## HOW TO COMPLETE THIS TASK
Locate the string "self" throughout the material and copy every line in which it occurs.

======== DATA RECORDS

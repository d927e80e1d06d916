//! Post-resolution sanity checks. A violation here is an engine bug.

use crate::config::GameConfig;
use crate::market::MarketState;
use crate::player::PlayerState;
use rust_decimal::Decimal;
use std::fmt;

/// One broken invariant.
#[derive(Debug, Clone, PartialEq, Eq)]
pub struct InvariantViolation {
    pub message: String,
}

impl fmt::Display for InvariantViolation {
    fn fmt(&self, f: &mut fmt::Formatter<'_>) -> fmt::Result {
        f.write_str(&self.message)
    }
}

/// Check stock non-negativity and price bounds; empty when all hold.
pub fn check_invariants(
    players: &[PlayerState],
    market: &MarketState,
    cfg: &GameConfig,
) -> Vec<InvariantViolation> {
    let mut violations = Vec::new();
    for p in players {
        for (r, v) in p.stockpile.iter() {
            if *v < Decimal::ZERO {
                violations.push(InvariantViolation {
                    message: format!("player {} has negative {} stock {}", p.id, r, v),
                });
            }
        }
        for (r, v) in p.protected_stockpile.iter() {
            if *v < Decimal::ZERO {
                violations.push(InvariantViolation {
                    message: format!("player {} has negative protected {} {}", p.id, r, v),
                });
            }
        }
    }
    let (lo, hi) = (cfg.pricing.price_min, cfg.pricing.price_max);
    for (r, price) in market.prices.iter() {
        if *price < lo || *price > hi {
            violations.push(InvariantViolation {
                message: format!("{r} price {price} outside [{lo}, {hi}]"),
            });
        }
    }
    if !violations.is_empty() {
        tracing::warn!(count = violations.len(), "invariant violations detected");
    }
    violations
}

================

## ANSWER BOX
    fn fmt(&self, f: &mut fmt::Formatter<'_>) -> fmt::Result {
        f.write_str(&self.message)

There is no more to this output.